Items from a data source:
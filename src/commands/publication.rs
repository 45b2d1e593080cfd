use crate::analysis::movement::position_changes;
use crate::analysis::ranking::compute_ranking;
use crate::commands::settings::EffectiveRankingSettings;
use crate::error::{RankingError, StoreError};
use crate::models::ranking::Preview;
use crate::models::snapshot::{
    AuditRecord, PositionChange, RankingSnapshot, SnapshotPayload, SnapshotSummary,
};
use crate::sources::{
    AuditLog, EventDirectory, JudgeRoster, SnapshotStore, SubmissionTimeline, VoteSource,
};
use chrono::{DateTime, Utc};
use std::sync::Arc;

pub const PUBLISH_ACTION: &str = "ranking.publish";

/// The collaborators a publication service reads from and writes to.
#[derive(Clone)]
pub struct RankingSources {
    pub events: Arc<dyn EventDirectory>,
    pub votes: Arc<dyn VoteSource>,
    pub roster: Arc<dyn JudgeRoster>,
    pub timeline: Arc<dyn SubmissionTimeline>,
    pub snapshots: Arc<dyn SnapshotStore>,
    pub audit: Arc<dyn AuditLog>,
}

impl RankingSources {
    /// Use one store for every collaborator.
    pub fn from_store<S>(store: Arc<S>) -> Self
    where
        S: EventDirectory
            + VoteSource
            + JudgeRoster
            + SubmissionTimeline
            + SnapshotStore
            + AuditLog
            + 'static,
    {
        RankingSources {
            events: store.clone(),
            votes: store.clone(),
            roster: store.clone(),
            timeline: store.clone(),
            snapshots: store.clone(),
            audit: store,
        }
    }
}

#[derive(Debug, Clone, Copy, PartialEq, Eq)]
pub struct Published {
    pub snapshot_id: i64,
    pub version: i64,
}

type Clock = Arc<dyn Fn() -> DateTime<Utc> + Send + Sync>;

pub struct RankingPublicationService {
    sources: RankingSources,
    settings: EffectiveRankingSettings,
    clock: Clock,
}

impl RankingPublicationService {
    pub fn new(sources: RankingSources, settings: EffectiveRankingSettings) -> Self {
        RankingPublicationService {
            sources,
            settings,
            clock: Arc::new(Utc::now),
        }
    }

    pub fn with_clock<F>(mut self, clock: F) -> Self
    where
        F: Fn() -> DateTime<Utc> + Send + Sync + 'static,
    {
        self.clock = Arc::new(clock);
        self
    }

    /// Compute the current ranking. Never writes and never fails on missing
    /// votes; `allow_missing_votes` only decides `publish_blocked`.
    pub fn preview(&self, hackathon_id: i64, allow_missing_votes: bool) -> Result<Preview, RankingError> {
        self.ensure_hackathon(hackathon_id)?;

        let teams = self.sources.events.list_teams(hackathon_id)?;
        let votes = self.sources.votes.list_votes(hackathon_id)?;
        let expected_judges = self.sources.roster.count_judges(hackathon_id)?;

        let outcome = compute_ranking(hackathon_id, &teams, &votes, expected_judges, |team_id| {
            self.sources.timeline.earliest_submission(team_id, hackathon_id)
        })?;

        Ok(Preview {
            publish_blocked: outcome.missing_votes_overall && !allow_missing_votes,
            missing_votes_overall: outcome.missing_votes_overall,
            entries: outcome.entries,
        })
    }

    /// Publish a new snapshot version.
    ///
    /// Every successful call appends a version, even when the ranking did not
    /// change since the last one. The version is taken as `max + 1` and the
    /// store's `(hackathon, version)` uniqueness decides races: on a conflict
    /// the max is re-read and the insert retried, up to `publish_max_attempts`.
    pub fn publish(
        &self,
        hackathon_id: i64,
        allow_missing_votes: bool,
        actor_id: &str,
        motivation: Option<&str>,
    ) -> Result<Published, RankingError> {
        let actor_id = actor_id.trim();
        if actor_id.is_empty() {
            return Err(RankingError::Validation("Actor id is required to publish".to_string()));
        }

        let preview = self.preview(hackathon_id, allow_missing_votes)?;
        if preview.publish_blocked {
            let incomplete = preview.entries.iter().filter(|e| e.missing_votes).count();
            log::info!(
                "hackathon {hackathon_id}: publish by {actor_id} blocked, {incomplete} teams missing votes"
            );
            return Err(RankingError::MissingVotes(format!(
                "{incomplete} of {} teams have fewer votes than expected judges",
                preview.entries.len()
            )));
        }

        let motivation = motivation
            .map(str::trim)
            .filter(|m| !m.is_empty())
            .map(str::to_string);

        let attempts = self.settings.publish_max_attempts.max(1);
        for attempt in 1..=attempts {
            let version = self.sources.snapshots.current_max_version(hackathon_id)? + 1;
            let created_at = self.settings.timestamp_precision.truncate((self.clock)());
            let payload = SnapshotPayload::build(
                hackathon_id,
                version,
                created_at,
                self.settings.timestamp_precision,
                preview.missing_votes_overall,
                motivation.clone(),
                &preview.entries,
            )
            .to_json()
            .map_err(|e| RankingError::Internal(format!("Failed to serialize snapshot payload: {e}")))?;

            match self
                .sources
                .snapshots
                .insert_snapshot(hackathon_id, version, &payload, created_at)
            {
                Ok(snapshot_id) => {
                    log::info!(
                        "hackathon {hackathon_id}: published ranking v{version} (snapshot {snapshot_id}) by {actor_id}"
                    );
                    self.record_publication(actor_id, hackathon_id, version, motivation, created_at);
                    return Ok(Published {
                        snapshot_id,
                        version,
                    });
                }
                Err(StoreError::VersionConflict { .. }) => {
                    log::warn!(
                        "hackathon {hackathon_id}: version {version} taken concurrently (attempt {attempt}/{attempts})"
                    );
                }
                Err(e) => return Err(e.into()),
            }
        }

        Err(RankingError::Internal(format!(
            "Could not allocate a snapshot version for hackathon {hackathon_id} after {attempts} attempts"
        )))
    }

    pub fn list_snapshots(&self, hackathon_id: i64) -> Result<Vec<SnapshotSummary>, RankingError> {
        self.ensure_hackathon(hackathon_id)?;
        Ok(self
            .sources
            .snapshots
            .list_snapshots(hackathon_id, self.settings.snapshot_history_limit)?)
    }

    pub fn get_snapshot(&self, hackathon_id: i64, version: i64) -> Result<Option<RankingSnapshot>, RankingError> {
        self.ensure_hackathon(hackathon_id)?;
        Ok(self.sources.snapshots.get_snapshot(hackathon_id, version)?)
    }

    /// Decode a stored snapshot back into its ranking document.
    pub fn replay_snapshot(&self, hackathon_id: i64, version: i64) -> Result<SnapshotPayload, RankingError> {
        let snapshot = self.get_snapshot(hackathon_id, version)?.ok_or_else(|| {
            RankingError::Validation(format!(
                "Hackathon {hackathon_id} has no ranking snapshot version {version}"
            ))
        })?;

        snapshot.decode_payload().map_err(|e| {
            RankingError::Internal(format!("Snapshot v{version} payload is unreadable: {e}"))
        })
    }

    pub fn compare_snapshots(
        &self,
        hackathon_id: i64,
        from_version: i64,
        to_version: i64,
    ) -> Result<Vec<PositionChange>, RankingError> {
        let previous = self.replay_snapshot(hackathon_id, from_version)?;
        let current = self.replay_snapshot(hackathon_id, to_version)?;
        Ok(position_changes(&previous, &current))
    }

    fn ensure_hackathon(&self, hackathon_id: i64) -> Result<(), RankingError> {
        if hackathon_id <= 0 {
            return Err(RankingError::Validation(format!(
                "Hackathon id must be positive, got {hackathon_id}"
            )));
        }
        if !self.sources.events.hackathon_exists(hackathon_id)? {
            return Err(RankingError::Validation(format!("Unknown hackathon: {hackathon_id}")));
        }
        Ok(())
    }

    // The snapshot is already visible at this point, so an audit failure is
    // reported in the log rather than to the caller.
    fn record_publication(
        &self,
        actor_id: &str,
        hackathon_id: i64,
        version: i64,
        motivation: Option<String>,
        recorded_at: DateTime<Utc>,
    ) {
        let record = AuditRecord {
            id: uuid::Uuid::new_v4().to_string(),
            actor_id: actor_id.to_string(),
            action: PUBLISH_ACTION.to_string(),
            hackathon_id,
            version,
            motivation,
            recorded_at,
        };

        if let Err(e) = self.sources.audit.record(&record) {
            log::warn!("hackathon {hackathon_id}: audit record for v{version} not written: {e}");
        }
    }
}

Activity: The answer is each line from the entries above in which the word "than" occurs.

Exercise result:
                "{incomplete} of {} teams have fewer votes than expected judges",
    // reported in the log rather than to the caller.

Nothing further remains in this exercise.